▸ **Work request**
Show only those lines of the entries where the string "AnthropicClient" is found.

▸ **Records for this task**
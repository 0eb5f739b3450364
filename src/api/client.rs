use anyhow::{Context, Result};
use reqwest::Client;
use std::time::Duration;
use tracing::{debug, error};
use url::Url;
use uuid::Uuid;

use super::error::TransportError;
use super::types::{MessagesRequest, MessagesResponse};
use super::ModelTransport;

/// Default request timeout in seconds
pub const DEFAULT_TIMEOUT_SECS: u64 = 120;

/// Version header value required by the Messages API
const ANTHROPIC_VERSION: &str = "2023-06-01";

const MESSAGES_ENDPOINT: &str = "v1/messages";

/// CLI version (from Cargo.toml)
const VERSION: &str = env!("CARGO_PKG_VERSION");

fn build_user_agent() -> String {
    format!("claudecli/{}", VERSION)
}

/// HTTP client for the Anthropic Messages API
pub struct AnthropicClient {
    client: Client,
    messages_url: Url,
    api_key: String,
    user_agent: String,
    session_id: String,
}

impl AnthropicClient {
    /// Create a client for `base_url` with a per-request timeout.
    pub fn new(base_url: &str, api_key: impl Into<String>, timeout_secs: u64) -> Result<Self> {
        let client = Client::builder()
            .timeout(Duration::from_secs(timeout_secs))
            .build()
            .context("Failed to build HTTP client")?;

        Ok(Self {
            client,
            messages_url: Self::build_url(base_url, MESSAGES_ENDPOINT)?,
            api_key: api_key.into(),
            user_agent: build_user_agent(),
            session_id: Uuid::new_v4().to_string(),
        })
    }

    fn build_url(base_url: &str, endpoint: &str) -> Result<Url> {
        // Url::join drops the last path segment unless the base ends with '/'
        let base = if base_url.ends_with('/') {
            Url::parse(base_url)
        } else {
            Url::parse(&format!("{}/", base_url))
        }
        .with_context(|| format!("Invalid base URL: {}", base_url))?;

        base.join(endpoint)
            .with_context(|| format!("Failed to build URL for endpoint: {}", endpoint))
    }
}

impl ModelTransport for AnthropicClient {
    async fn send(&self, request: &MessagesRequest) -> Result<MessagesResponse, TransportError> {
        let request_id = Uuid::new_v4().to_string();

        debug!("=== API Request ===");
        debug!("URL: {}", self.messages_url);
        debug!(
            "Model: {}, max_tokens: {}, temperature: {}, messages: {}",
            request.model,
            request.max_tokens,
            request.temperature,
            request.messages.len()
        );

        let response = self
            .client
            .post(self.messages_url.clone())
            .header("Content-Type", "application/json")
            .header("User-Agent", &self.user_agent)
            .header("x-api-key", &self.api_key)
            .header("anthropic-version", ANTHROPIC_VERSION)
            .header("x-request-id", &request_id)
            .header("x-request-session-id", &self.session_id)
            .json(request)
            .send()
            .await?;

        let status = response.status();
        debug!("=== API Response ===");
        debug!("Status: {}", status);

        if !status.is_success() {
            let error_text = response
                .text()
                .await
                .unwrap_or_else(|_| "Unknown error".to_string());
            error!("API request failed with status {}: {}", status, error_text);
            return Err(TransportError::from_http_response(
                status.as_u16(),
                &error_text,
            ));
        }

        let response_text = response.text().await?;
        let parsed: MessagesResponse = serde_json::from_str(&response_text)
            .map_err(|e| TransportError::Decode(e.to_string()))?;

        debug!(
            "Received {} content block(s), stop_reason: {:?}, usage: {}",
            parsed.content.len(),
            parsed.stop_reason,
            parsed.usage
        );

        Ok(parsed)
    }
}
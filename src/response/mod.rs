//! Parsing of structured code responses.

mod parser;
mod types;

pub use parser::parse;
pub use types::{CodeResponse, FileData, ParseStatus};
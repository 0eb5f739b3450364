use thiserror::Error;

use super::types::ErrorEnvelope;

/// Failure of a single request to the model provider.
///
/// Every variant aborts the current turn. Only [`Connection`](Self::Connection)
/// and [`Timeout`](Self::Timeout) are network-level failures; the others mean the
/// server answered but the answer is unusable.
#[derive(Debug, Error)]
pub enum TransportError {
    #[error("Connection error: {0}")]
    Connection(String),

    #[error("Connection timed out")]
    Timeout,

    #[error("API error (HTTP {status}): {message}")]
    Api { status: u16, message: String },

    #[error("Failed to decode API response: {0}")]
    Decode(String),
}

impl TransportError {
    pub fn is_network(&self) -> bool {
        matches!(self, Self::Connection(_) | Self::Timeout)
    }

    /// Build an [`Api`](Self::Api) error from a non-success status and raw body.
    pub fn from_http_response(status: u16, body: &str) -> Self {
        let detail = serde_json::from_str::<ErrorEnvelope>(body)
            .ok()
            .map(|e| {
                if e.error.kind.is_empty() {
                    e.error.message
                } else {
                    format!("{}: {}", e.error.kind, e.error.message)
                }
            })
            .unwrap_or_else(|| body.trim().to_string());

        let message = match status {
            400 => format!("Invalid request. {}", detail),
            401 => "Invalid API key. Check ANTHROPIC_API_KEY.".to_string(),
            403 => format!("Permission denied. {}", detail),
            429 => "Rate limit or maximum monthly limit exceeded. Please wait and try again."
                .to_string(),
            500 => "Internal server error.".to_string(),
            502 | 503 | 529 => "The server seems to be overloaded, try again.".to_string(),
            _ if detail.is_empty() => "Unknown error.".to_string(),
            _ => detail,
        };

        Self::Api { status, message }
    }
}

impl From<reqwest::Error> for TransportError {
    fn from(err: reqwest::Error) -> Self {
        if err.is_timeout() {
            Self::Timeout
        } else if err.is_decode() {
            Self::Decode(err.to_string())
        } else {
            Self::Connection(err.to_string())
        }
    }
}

▸ **Exercise solution**
pub struct AnthropicClient {
impl AnthropicClient {
impl ModelTransport for AnthropicClient {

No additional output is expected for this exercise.